We’d like to request a feature that provide a simple method to calculate a row checksum for change files.
When using QR to produce change files into a file based target (e.g. GCP GCS, AWS S3, file system), we’d like each row of data to have the last column as a check sum for that row. After we ingest the data into a database target (e.g. our datawarehouse) we would like to calculate the checksum on the ingested row (minus the QR provided checksum) and then compare them to validate that we ingested exactly the same data as what was contained in the source file.
This helps us evidence to regulators that no only did we ingest the correct number of rows (as provided by the DFM file), but we can also guarantee that the data is exactly the same at a column level.

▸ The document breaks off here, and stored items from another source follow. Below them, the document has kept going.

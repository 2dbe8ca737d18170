//! CSV persistence for the schedule store.
//!
//! Two files: a tabular timeline keyed by visit id, and a single-line
//! comma-joined list of ingested source files. Both are rewritten in
//! full on every save via temp-file-and-rename, and read back at
//! startup. A missing file means a fresh start; an unreadable one is
//! logged and treated as empty rather than crashing the bot, and a
//! malformed row is skipped.

use std::collections::BTreeSet;
use std::fs;
use std::path::{Path, PathBuf};

use chrono::{NaiveDateTime, TimeDelta};
use tracing::{info, warn};

use skywatch_core::Visit;

use crate::codec::START_TIME_FORMAT;
use crate::error::ScheduleError;
use crate::store::ScheduleStore;

const SCHEDULE_FILE: &str = "schedule.csv";
const SEEN_FILE: &str = "seen_files.csv";

const HEADERS: [&str; 7] = [
    "visit id",
    "start time",
    "duration secs",
    "target name",
    "instrument mode",
    "keywords",
    "notified",
];

/// Locations of the two persisted state files.
#[derive(Debug, Clone)]
pub struct StatePaths {
    pub schedule: PathBuf,
    pub seen: PathBuf,
}

impl StatePaths {
    pub fn in_dir(dir: &Path) -> Self {
        Self {
            schedule: dir.join(SCHEDULE_FILE),
            seen: dir.join(SEEN_FILE),
        }
    }
}

/// Write the full store state to disk.
pub fn save(store: &ScheduleStore, paths: &StatePaths) -> Result<(), ScheduleError> {
    if let Some(parent) = paths.schedule.parent() {
        fs::create_dir_all(parent)?;
    }

    let tmp = paths.schedule.with_extension("csv.tmp");
    {
        let mut writer = csv::Writer::from_path(&tmp)?;
        writer.write_record(HEADERS)?;
        for visit in store.visits() {
            writer.write_record([
                visit.visit_id.as_str(),
                &visit.start_time.format(START_TIME_FORMAT).to_string(),
                &visit.duration.num_seconds().to_string(),
                visit.target_name.as_deref().unwrap_or(""),
                visit.instrument_mode.as_deref().unwrap_or(""),
                visit.keywords.as_deref().unwrap_or(""),
                if visit.notified { "true" } else { "false" },
            ])?;
        }
        writer.flush()?;
    }
    fs::rename(&tmp, &paths.schedule)?;

    let seen_tmp = paths.seen.with_extension("csv.tmp");
    let joined: Vec<&str> = store.seen_files().iter().map(String::as_str).collect();
    fs::write(&seen_tmp, joined.join(","))?;
    fs::rename(&seen_tmp, &paths.seen)?;

    info!(
        visits = store.len(),
        seen_files = store.seen_count(),
        path = %paths.schedule.display(),
        "schedule state saved"
    );
    Ok(())
}

/// Restore the store from disk.
///
/// Never fails: missing files start empty, unreadable files are logged
/// and treated as empty, malformed rows are skipped. Restored state is
/// exact otherwise: notified flags, times to the second, and the full
/// seen-file set all survive the round trip.
pub fn load(paths: &StatePaths) -> ScheduleStore {
    let visits = match load_visits(&paths.schedule) {
        Ok(visits) => visits,
        Err(e) => {
            warn!(
                path = %paths.schedule.display(),
                error = %e,
                "could not read persisted timeline; starting empty"
            );
            Vec::new()
        }
    };
    let seen_files = match load_seen(&paths.seen) {
        Ok(seen) => seen,
        Err(e) => {
            warn!(
                path = %paths.seen.display(),
                error = %e,
                "could not read seen-file list; starting empty"
            );
            BTreeSet::new()
        }
    };

    if !visits.is_empty() || !seen_files.is_empty() {
        info!(
            visits = visits.len(),
            seen_files = seen_files.len(),
            "restored schedule state from disk"
        );
    }
    ScheduleStore::from_parts(visits, seen_files)
}

fn load_visits(path: &Path) -> Result<Vec<Visit>, ScheduleError> {
    if !path.exists() {
        return Ok(Vec::new());
    }

    let mut reader = csv::ReaderBuilder::new()
        .has_headers(true)
        .flexible(true)
        .from_path(path)?;
    let mut visits = Vec::new();
    for record in reader.records() {
        let record = record?;
        match parse_record(&record) {
            Some(visit) => visits.push(visit),
            None => warn!(row = ?record, "skipping malformed timeline row"),
        }
    }
    Ok(visits)
}

fn parse_record(record: &csv::StringRecord) -> Option<Visit> {
    let field = |i: usize| record.get(i).map(str::trim);
    let optional = |i: usize| field(i).filter(|s| !s.is_empty()).map(str::to_string);

    let visit_id = field(0)?.to_string();
    if visit_id.is_empty() {
        return None;
    }
    let start_time = NaiveDateTime::parse_from_str(field(1)?, START_TIME_FORMAT)
        .ok()?
        .and_utc();
    let duration = TimeDelta::try_seconds(field(2)?.parse().ok()?)
        .filter(|d| *d >= TimeDelta::zero())?;

    Some(Visit {
        visit_id,
        start_time,
        duration,
        target_name: optional(3),
        instrument_mode: optional(4),
        keywords: optional(5),
        notified: field(6)? == "true",
    })
}

fn load_seen(path: &Path) -> Result<BTreeSet<String>, ScheduleError> {
    if !path.exists() {
        return Ok(BTreeSet::new());
    }
    let text = fs::read_to_string(path)?;
    Ok(text
        .split(',')
        .map(str::trim)
        .filter(|s| !s.is_empty())
        .map(str::to_string)
        .collect())
}

#[cfg(test)]
mod tests {
    use super::*;
    use chrono::{TimeZone, Utc};

    fn sample_store() -> ScheduleStore {
        let mut store = ScheduleStore::new();
        store.merge(vec![
            Visit {
                visit_id: "1234:5:1".to_string(),
                start_time: Utc.with_ymd_and_hms(2022, 7, 14, 10, 30, 0).unwrap(),
                duration: TimeDelta::seconds(2 * 3600 + 30 * 60 + 45),
                target_name: Some("NGC-1365".to_string()),
                instrument_mode: Some("NIRCam Imaging".to_string()),
                keywords: Some("Galaxies".to_string()),
                notified: false,
            },
            Visit {
                visit_id: "1235:1:1".to_string(),
                start_time: Utc.with_ymd_and_hms(2022, 7, 15, 1, 0, 0).unwrap(),
                duration: TimeDelta::days(1),
                target_name: None,
                instrument_mode: None,
                keywords: None,
                notified: false,
            },
        ]);
        store.mark_notified("1235:1:1");
        store.mark_source_seen("schedule_20220711.txt");
        store.mark_source_seen("schedule_20220704.txt");
        store
    }

    #[test]
    fn save_then_load_round_trips_exactly() {
        let dir = tempfile::tempdir().unwrap();
        let paths = StatePaths::in_dir(dir.path());
        let store = sample_store();

        save(&store, &paths).unwrap();
        let restored = load(&paths);

        assert_eq!(restored.visits(), store.visits());
        assert_eq!(restored.seen_files(), store.seen_files());

        let notified: Vec<bool> = restored.visits().iter().map(|v| v.notified).collect();
        assert_eq!(notified, vec![true, false]);
    }

    #[test]
    fn load_missing_files_starts_empty() {
        let dir = tempfile::tempdir().unwrap();
        let paths = StatePaths::in_dir(dir.path());
        let store = load(&paths);
        assert!(store.is_empty());
        assert_eq!(store.seen_count(), 0);
    }

    #[test]
    fn load_skips_malformed_rows() {
        let dir = tempfile::tempdir().unwrap();
        let paths = StatePaths::in_dir(dir.path());
        fs::write(
            &paths.schedule,
            "visit id,start time,duration secs,target name,instrument mode,keywords,notified\n\
             1234:5:1,2022-07-14T10:30:00Z,9045,NGC-1365,NIRCam Imaging,Galaxies,false\n\
             9999:1:1,not-a-timestamp,60,,,,false\n\
             8888:1:1,2022-07-16T00:00:00Z,not-a-number,,,,false\n",
        )
        .unwrap();

        let store = load(&paths);
        assert_eq!(store.len(), 1);
        assert_eq!(store.visits()[0].visit_id, "1234:5:1");
    }

    #[test]
    fn load_garbage_timeline_falls_back_to_empty() {
        let dir = tempfile::tempdir().unwrap();
        let paths = StatePaths::in_dir(dir.path());
        fs::write(&paths.schedule, "visit id\n\"unterminated\n").unwrap();

        let store = load(&paths);
        assert!(store.is_empty());
    }

    #[test]
    fn empty_seen_file_yields_empty_set() {
        let dir = tempfile::tempdir().unwrap();
        let paths = StatePaths::in_dir(dir.path());
        fs::write(&paths.seen, "").unwrap();
        assert_eq!(load(&paths).seen_count(), 0);
    }

    #[test]
    fn resave_after_mutation_persists_new_flags() {
        let dir = tempfile::tempdir().unwrap();
        let paths = StatePaths::in_dir(dir.path());
        let mut store = sample_store();
        save(&store, &paths).unwrap();

        store.mark_notified("1234:5:1");
        store.mark_source_seen("schedule_20220718.txt");
        save(&store, &paths).unwrap();

        let restored = load(&paths);
        assert!(restored.visits().iter().all(|v| v.notified));
        assert_eq!(restored.seen_count(), 3);
    }
}
//! HTTP client for the publisher's index page and schedule files.

use tracing::debug;
use url::Url;

use crate::error::IngestError;

/// Thin wrapper around a pooled `reqwest::Client` for schedule fetches.
#[derive(Debug)]
pub struct SourceClient {
    client: reqwest::Client,
    index_url: String,
}

impl SourceClient {
    pub fn new(index_url: String) -> Self {
        Self {
            client: reqwest::Client::new(),
            index_url,
        }
    }

    /// Fetch the index page listing the published schedule files.
    pub async fn fetch_index(&self) -> Result<String, IngestError> {
        debug!(url = %self.index_url, "fetching schedule index");
        let response = self
            .client
            .get(&self.index_url)
            .send()
            .await?
            .error_for_status()?;
        Ok(response.text().await?)
    }

    /// Fetch one schedule file as strict UTF-8 text.
    ///
    /// A body that is not valid UTF-8 is a fetch-level failure; the
    /// caller skips the file and moves on.
    pub async fn fetch_schedule(&self, url: &Url) -> Result<String, IngestError> {
        debug!(url = %url, "fetching schedule file");
        let response = self
            .client
            .get(url.clone())
            .send()
            .await?
            .error_for_status()?;
        let bytes = response.bytes().await?;
        String::from_utf8(bytes.to_vec()).map_err(|e| IngestError::Encoding(e.to_string()))
    }
}
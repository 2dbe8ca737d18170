//! Schedule-file link discovery on the publisher's index page.

use scraper::{Html, Selector};
use tracing::{debug, error};
use url::Url;

use crate::error::IngestError;

/// One schedule file advertised on the index page.
#[derive(Debug, Clone, PartialEq, Eq)]
pub struct ScheduleSource {
    /// Basename of the file, used as its seen-marker identity.
    pub file_id: String,
    /// Absolute URL to fetch the file from.
    pub url: Url,
}

/// Extract schedule-file links from the index page markup.
///
/// Keeps every anchor whose `href` contains `link_prefix`, resolving
/// relative hrefs against `base_url`. Anchors that fail to resolve or
/// have no usable basename are skipped individually; they never abort
/// the scan.
pub fn discover_schedule_links(
    html: &str,
    base_url: &str,
    link_prefix: &str,
) -> Result<Vec<ScheduleSource>, IngestError> {
    let base = Url::parse(base_url)?;
    let document = Html::parse_document(html);
    let anchor = match Selector::parse("a") {
        Ok(selector) => selector,
        Err(e) => {
            // Unreachable for a literal tag selector, but don't panic the
            // ingest loop over it.
            error!(error = %e, "anchor selector failed to parse");
            return Ok(Vec::new());
        }
    };

    let mut sources = Vec::new();
    for element in document.select(&anchor) {
        let Some(href) = element.value().attr("href") else {
            continue;
        };
        if !href.contains(link_prefix) {
            continue;
        }
        let url = match base.join(href) {
            Ok(url) => url,
            Err(e) => {
                debug!(href, error = %e, "skipping unresolvable schedule link");
                continue;
            }
        };
        let Some(file_id) = basename(&url) else {
            debug!(href, "skipping schedule link with no basename");
            continue;
        };
        sources.push(ScheduleSource { file_id, url });
    }
    Ok(sources)
}

/// Last path segment of the URL, the file's identity in the seen set.
fn basename(url: &Url) -> Option<String> {
    url.path_segments()?
        .filter(|segment| !segment.is_empty())
        .next_back()
        .map(str::to_string)
}
//! The detection pass: announce every visit whose window contains now.

use chrono::{DateTime, Utc};
use tracing::{info, warn};

use skywatch_notify::format::format_announcement;
use skywatch_notify::{DeliveryOutcome, Notifier};
use skywatch_schedule::ScheduleStore;

/// Announce each un-notified visit whose observation window contains
/// `now`. Returns how many announcements were newly delivered.
///
/// A duplicate-content rejection from the sink counts as delivered;
/// that is the resend after a crash landed between the send and the
/// flag persist. Any other failure leaves the flag untouched, so the
/// visit is retried on every pass until its window closes; after that
/// it simply stops matching and ages out silently.
pub async fn detection_pass(
    store: &mut ScheduleStore,
    notifier: &dyn Notifier,
    now: DateTime<Utc>,
) -> usize {
    let mut announced = 0;
    for visit in store.query_window(now) {
        let text = format_announcement(&visit);
        match notifier.send(&text).await {
            Ok(DeliveryOutcome::Delivered) => {
                info!(visit_id = %visit.visit_id, "announced visit");
                store.mark_notified(&visit.visit_id);
                announced += 1;
            }
            Ok(DeliveryOutcome::Duplicate) => {
                info!(visit_id = %visit.visit_id, "announcement already delivered; marking notified");
                store.mark_notified(&visit.visit_id);
            }
            Err(e) => {
                warn!(
                    visit_id = %visit.visit_id,
                    error = %e,
                    "announcement failed; retrying while the window is open"
                );
            }
        }
    }
    announced
}
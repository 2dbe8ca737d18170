use thiserror::Error;

/// Startup-time configuration failures. These are the only errors in the
/// system that are allowed to terminate the process.
#[derive(Error, Debug)]
pub enum ConfigError {
    #[error("no .env file found; it must provide the sink signing credentials (SINK_CONSUMER_KEY, SINK_CONSUMER_SECRET, SINK_ACCESS_TOKEN, SINK_ACCESS_TOKEN_SECRET)")]
    MissingEnvFile,

    #[error("required environment variable not set: {0}")]
    MissingKey(&'static str),

    #[error("invalid value for {key}: {value}")]
    InvalidValue { key: &'static str, value: String },
}
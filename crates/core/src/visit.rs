//! The visit data model: one scheduled observation on the timeline.

use chrono::{DateTime, TimeDelta, Utc};

/// One scheduled observation, keyed by its visit identifier.
///
/// A visit is only ever constructed with a resolved start time; rows whose
/// timing cannot be resolved are dropped at parse time and never reach the
/// store. The `notified` flag starts false and, once set, never reverts.
#[derive(Debug, Clone, PartialEq, Eq)]
pub struct Visit {
    /// Stable unique key, `<proposal-id>:<suffix>`. The suffix may itself
    /// contain colons.
    pub visit_id: String,
    /// Scheduled start of the observation window (UTC).
    pub start_time: DateTime<Utc>,
    /// Length of the observation window, non-negative.
    pub duration: TimeDelta,
    pub target_name: Option<String>,
    pub instrument_mode: Option<String>,
    pub keywords: Option<String>,
    /// Whether an announcement for this visit has been confirmed sent.
    pub notified: bool,
}

impl Visit {
    /// End of the observation window (exclusive).
    pub fn end_time(&self) -> DateTime<Utc> {
        self.start_time + self.duration
    }

    /// Whether `now` falls inside the half-open window
    /// `[start_time, start_time + duration)`.
    pub fn window_contains(&self, now: DateTime<Utc>) -> bool {
        self.start_time <= now && now < self.end_time()
    }

    /// Proposal number: everything before the first `:` of the visit id.
    pub fn proposal_number(&self) -> &str {
        self.visit_id.split(':').next().unwrap_or(&self.visit_id)
    }

    /// Human-readable locator within the proposal: everything after the
    /// first `:`, colons preserved.
    pub fn observation_locator(&self) -> &str {
        match self.visit_id.split_once(':') {
            Some((_, rest)) => rest,
            None => "",
        }
    }
}
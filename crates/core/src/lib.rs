pub mod config;
pub mod error;
pub mod visit;

pub use config::Config;
pub use error::ConfigError;
pub use visit::Visit;
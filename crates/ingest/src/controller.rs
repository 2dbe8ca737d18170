//! The ingestion controller: discovers newly published schedule files
//! and merges them into the store.

use tracing::{info, warn};

use skywatch_core::config::SourceConfig;
use skywatch_schedule::{parse_schedule, ScheduleStore};

use crate::client::SourceClient;
use crate::discover::discover_schedule_links;
use crate::error::IngestError;

/// What one ingest round accomplished, for the loop's logs.
#[derive(Debug, Default, PartialEq, Eq)]
pub struct IngestReport {
    pub files_ingested: usize,
    pub files_failed: usize,
    pub visits_added: usize,
}

pub struct Ingestor {
    client: SourceClient,
    source: SourceConfig,
}

impl Ingestor {
    pub fn new(source: SourceConfig) -> Self {
        Self {
            client: SourceClient::new(source.index_url.clone()),
            source,
        }
    }

    /// Run one ingest round.
    ///
    /// Every candidate file is first marked seen; only the first marking
    /// fetches and parses it. A file that fails to fetch or decode is
    /// logged and skipped without aborting the remaining candidates;
    /// having been marked, it is not retried on later rounds. Only an
    /// index-page failure abandons the round as a whole.
    pub async fn ingest(&self, store: &mut ScheduleStore) -> Result<IngestReport, IngestError> {
        let html = self.client.fetch_index().await?;
        let sources =
            discover_schedule_links(&html, &self.source.base_url, &self.source.link_prefix)?;

        let mut report = IngestReport::default();
        for source in sources {
            if !store.mark_source_seen(&source.file_id) {
                continue;
            }
            info!(file = %source.file_id, url = %source.url, "processing schedule file");
            match self.client.fetch_schedule(&source.url).await {
                Ok(text) => {
                    let added = merge_schedule_text(store, &text);
                    report.files_ingested += 1;
                    report.visits_added += added;
                    info!(file = %source.file_id, added, "merged schedule file");
                }
                Err(e) => {
                    warn!(file = %source.file_id, error = %e, "failed to ingest schedule file; skipping");
                    report.files_failed += 1;
                }
            }
        }
        Ok(report)
    }
}

/// Parse one schedule file body and merge it into the store.
///
/// Returns the number of visits actually inserted (first write wins for
/// ids the store already knows).
pub fn merge_schedule_text(store: &mut ScheduleStore, text: &str) -> usize {
    store.merge(parse_schedule(text))
}

#[cfg(test)]
mod tests {
    use super::*;
    use chrono::{TimeZone, Utc};

    const WEEK_ONE: &str = "\
TITLE
PACKAGE

VISIT ID  SCHEDULED START TIME  DURATION    TARGET NAME
--------  --------------------  ----------  -----------
1234:1:1  2022-07-14T10:30:00Z  0/01:00:00  NGC-1365
1234:2:1  2022-07-14T12:00:00Z  0/02:00:00  NGC-1365
";

    const WEEK_TWO_OVERLAPPING: &str = "\
TITLE
PACKAGE

VISIT ID  SCHEDULED START TIME  DURATION    TARGET NAME
--------  --------------------  ----------  -----------
1234:2:1  2022-07-14T12:00:00Z  0/02:00:00  RENAMED
1250:1:1  2022-07-21T08:00:00Z  0/03:00:00  TRAPPIST-1
";

    #[test]
    fn merge_schedule_text_inserts_parsed_rows() {
        let mut store = ScheduleStore::new();
        assert_eq!(merge_schedule_text(&mut store, WEEK_ONE), 2);
        assert_eq!(store.len(), 2);
    }

    #[test]
    fn overlapping_file_keeps_first_write() {
        let mut store = ScheduleStore::new();
        merge_schedule_text(&mut store, WEEK_ONE);
        assert_eq!(merge_schedule_text(&mut store, WEEK_TWO_OVERLAPPING), 1);

        let kept = store
            .visits()
            .iter()
            .find(|v| v.visit_id == "1234:2:1")
            .unwrap();
        assert_eq!(kept.target_name.as_deref(), Some("NGC-1365"));
        assert_eq!(
            store.visits()[0].start_time,
            Utc.with_ymd_and_hms(2022, 7, 21, 8, 0, 0).unwrap()
        );
    }

    #[test]
    fn seen_file_is_not_reprocessed() {
        let mut store = ScheduleStore::new();
        assert!(store.mark_source_seen("schedule_20220711.txt"));
        merge_schedule_text(&mut store, WEEK_ONE);

        // A second round sees the same candidate and skips it before any
        // fetch happens.
        assert!(!store.mark_source_seen("schedule_20220711.txt"));
    }
}
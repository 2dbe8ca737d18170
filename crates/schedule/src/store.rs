//! The schedule store: sole owner of the visit timeline and the set of
//! already-ingested source files.
//!
//! All mutation goes through `merge`, `mark_source_seen`, and
//! `mark_notified`; callers never touch the collections directly. The
//! bot runs a single logical task, so the store needs no locking; if
//! ingestion and detection ever become concurrent, synchronization
//! belongs at this interface.

use std::collections::BTreeSet;

use chrono::{DateTime, Utc};
use tracing::debug;

use skywatch_core::Visit;

use crate::parser::sort_descending;

#[derive(Debug, Default)]
pub struct ScheduleStore {
    /// Timeline, kept sorted by start time descending.
    visits: Vec<Visit>,
    /// Basenames of schedule files already ingested. Membership is
    /// monotone: once a file is marked it is never fetched again, even
    /// if its upstream content changes.
    seen_files: BTreeSet<String>,
}

impl ScheduleStore {
    pub fn new() -> Self {
        Self::default()
    }

    /// Rebuild a store from persisted parts (restores sort order).
    pub fn from_parts(mut visits: Vec<Visit>, seen_files: BTreeSet<String>) -> Self {
        sort_descending(&mut visits);
        Self { visits, seen_files }
    }

    pub fn visits(&self) -> &[Visit] {
        &self.visits
    }

    pub fn seen_files(&self) -> &BTreeSet<String> {
        &self.seen_files
    }

    pub fn len(&self) -> usize {
        self.visits.len()
    }

    pub fn is_empty(&self) -> bool {
        self.visits.is_empty()
    }

    pub fn seen_count(&self) -> usize {
        self.seen_files.len()
    }

    /// Merge newly parsed visits into the timeline.
    ///
    /// First write wins: a visit whose id is already stored is discarded,
    /// so re-parsing overlapping schedule files never duplicates a visit
    /// or resets its notified flag. Returns the number inserted.
    pub fn merge(&mut self, new_visits: Vec<Visit>) -> usize {
        let mut inserted = 0;
        for visit in new_visits {
            if self.visits.iter().any(|v| v.visit_id == visit.visit_id) {
                debug!(visit_id = %visit.visit_id, "visit already known; keeping stored entry");
                continue;
            }
            self.visits.push(visit);
            inserted += 1;
        }
        if inserted > 0 {
            sort_descending(&mut self.visits);
        }
        inserted
    }

    /// Record that a source file has been ingested.
    ///
    /// Returns true the first time a file id is seen, signaling the
    /// caller to fetch and parse it; false thereafter.
    pub fn mark_source_seen(&mut self, file_id: &str) -> bool {
        self.seen_files.insert(file_id.to_string())
    }

    /// Every un-notified visit whose observation window contains `now`.
    ///
    /// Full scan by design; the timeline is small and there is no retry
    /// bookkeeping beyond the notified flag, so every match must be
    /// yielded each cycle.
    pub fn query_window(&self, now: DateTime<Utc>) -> Vec<Visit> {
        self.visits
            .iter()
            .filter(|v| !v.notified && v.window_contains(now))
            .cloned()
            .collect()
    }

    /// Flip a visit's notified flag. Idempotent; unknown ids are a no-op.
    pub fn mark_notified(&mut self, visit_id: &str) {
        if let Some(visit) = self.visits.iter_mut().find(|v| v.visit_id == visit_id) {
            visit.notified = true;
        }
    }
}
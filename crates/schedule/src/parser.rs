//! Parser for the published fixed-width schedule files.
//!
//! The files are loosely tabular text: two title lines, a header line,
//! a separator line, then one row per visit. Columns are delimited by
//! runs of two or more spaces. Rows are not guaranteed a value in every
//! column; untargeted visit types leave TARGET NAME blank, and trailing
//! fields may be missing entirely.

use tracing::{debug, warn};

use skywatch_core::Visit;

use crate::codec::{parse_duration, parse_start_time};

/// 0-based line index of the column header row.
const HEADER_LINE: usize = 2;
/// 0-based line index of the first data row.
const FIRST_DATA_LINE: usize = 4;

const VISIT_ID: &str = "VISIT ID";
const SCHEDULED_START_TIME: &str = "SCHEDULED START TIME";
const DURATION: &str = "DURATION";
const TARGET_NAME: &str = "TARGET NAME";
const INSTRUMENT_MODE: &str = "SCIENCE INSTRUMENT AND MODE";
const KEYWORDS: &str = "KEYWORDS";

/// Split a line on runs of two-or-more spaces, keeping each field's byte
/// offset. Single spaces stay inside a field, so multi-word values like
/// target names survive intact.
fn split_columns(line: &str) -> Vec<(usize, &str)> {
    let mut fields = Vec::new();
    let mut pos = 0usize;
    for piece in line.split("  ") {
        let trimmed = piece.trim();
        if !trimmed.is_empty() {
            let lead = piece.len() - piece.trim_start().len();
            fields.push((pos + lead, trimmed));
        }
        pos += piece.len() + 2;
    }
    fields
}

/// Map a row's fields onto the header's columns.
///
/// A complete row maps positionally. A short row maps each field to the
/// column whose header offset it sits under, leaving skipped columns
/// absent; fields that align with no later column fill left-to-right,
/// which right-pads rows that are merely truncated.
fn align_fields<'a>(columns: &[(usize, &str)], fields: &[(usize, &'a str)]) -> Vec<Option<&'a str>> {
    let mut assigned: Vec<Option<&'a str>> = vec![None; columns.len()];

    if fields.len() >= columns.len() {
        for (slot, (_, text)) in assigned.iter_mut().zip(fields) {
            *slot = Some(text);
        }
        return assigned;
    }

    for &(offset, text) in fields {
        let natural = columns
            .iter()
            .rposition(|&(col_offset, _)| col_offset <= offset)
            .unwrap_or(0);
        if let Some(slot) = (natural..columns.len()).find(|&i| assigned[i].is_none()) {
            assigned[slot] = Some(text);
        }
    }
    assigned
}

/// Parse one schedule file into visits, sorted by start time descending.
///
/// Rows whose start time cannot be resolved (absent, attached-to-prime,
/// or unparseable) and rows with a malformed duration are dropped
/// silently; that is expected tolerance of the upstream format, not an
/// error. An empty or header-only file yields an empty vec.
pub fn parse_schedule(text: &str) -> Vec<Visit> {
    let lines: Vec<&str> = text.lines().collect();

    let Some(header_line) = lines.get(HEADER_LINE) else {
        return Vec::new();
    };
    let columns = split_columns(header_line);
    if !columns.iter().any(|&(_, name)| name == VISIT_ID) {
        warn!("schedule header has no {VISIT_ID} column; skipping file");
        return Vec::new();
    }
    let index_of = |name: &str| columns.iter().position(|&(_, n)| n == name);
    let id_idx = index_of(VISIT_ID);
    let start_idx = index_of(SCHEDULED_START_TIME);
    let duration_idx = index_of(DURATION);
    let target_idx = index_of(TARGET_NAME);
    let instrument_idx = index_of(INSTRUMENT_MODE);
    let keywords_idx = index_of(KEYWORDS);

    let mut visits = Vec::new();
    for line in lines.iter().skip(FIRST_DATA_LINE) {
        let fields = split_columns(line);
        if fields.is_empty() {
            continue;
        }
        let row = align_fields(&columns, &fields);
        let field = |idx: Option<usize>| idx.and_then(|i| row[i]);

        let Some(visit_id) = field(id_idx) else {
            continue;
        };
        let Some(start_time) = parse_start_time(field(start_idx)) else {
            debug!(visit_id, "dropping row with unresolved start time");
            continue;
        };
        let Some(duration_text) = field(duration_idx) else {
            debug!(visit_id, "dropping row with missing duration");
            continue;
        };
        let duration = match parse_duration(duration_text) {
            Ok(d) => d,
            Err(e) => {
                debug!(visit_id, error = %e, "dropping row with malformed duration");
                continue;
            }
        };

        visits.push(Visit {
            visit_id: visit_id.to_string(),
            start_time,
            duration,
            target_name: field(target_idx).map(str::to_string),
            instrument_mode: field(instrument_idx).map(str::to_string),
            keywords: field(keywords_idx).map(str::to_string),
            notified: false,
        });
    }

    sort_descending(&mut visits);
    visits
}

/// Newest start time first, the iteration order the store maintains.
pub(crate) fn sort_descending(visits: &mut [Visit]) {
    visits.sort_by(|a, b| b.start_time.cmp(&a.start_time));
}
//! Ingestion of published schedule files: index-page link discovery,
//! file fetching, and the controller that merges new files into the
//! schedule store.

pub mod client;
pub mod controller;
pub mod discover;
pub mod error;

pub use controller::{IngestReport, Ingestor};
pub use error::IngestError;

e.g. If we have a comments column in a table that contains special characters or unusual sequences such as : “The customer Bradford Holders ™ is interacting with ‘’ \n its parent company 读写汉字 - 学中文
That we can test that the ingestion process didn’t lose or inadvertently transform any of that data. E.g. In this case maybe on ingestion it looks like ““The customer Bradford Holders is interacting with its parent company” perhaps gets truncated at the \n
So we are looking for the most efficient way to validate the integrity of the ingested data.
The ideal would be for QR to support a single function to append a row checksum without having to specify every column
eg.
hash_sha256(cast(column1 as varchar) || cast(column2 as varchar) || cast(column3 as varchar) || cast(columnx as varchar))
but we haven’t found a way to do that in the docs we’ve read.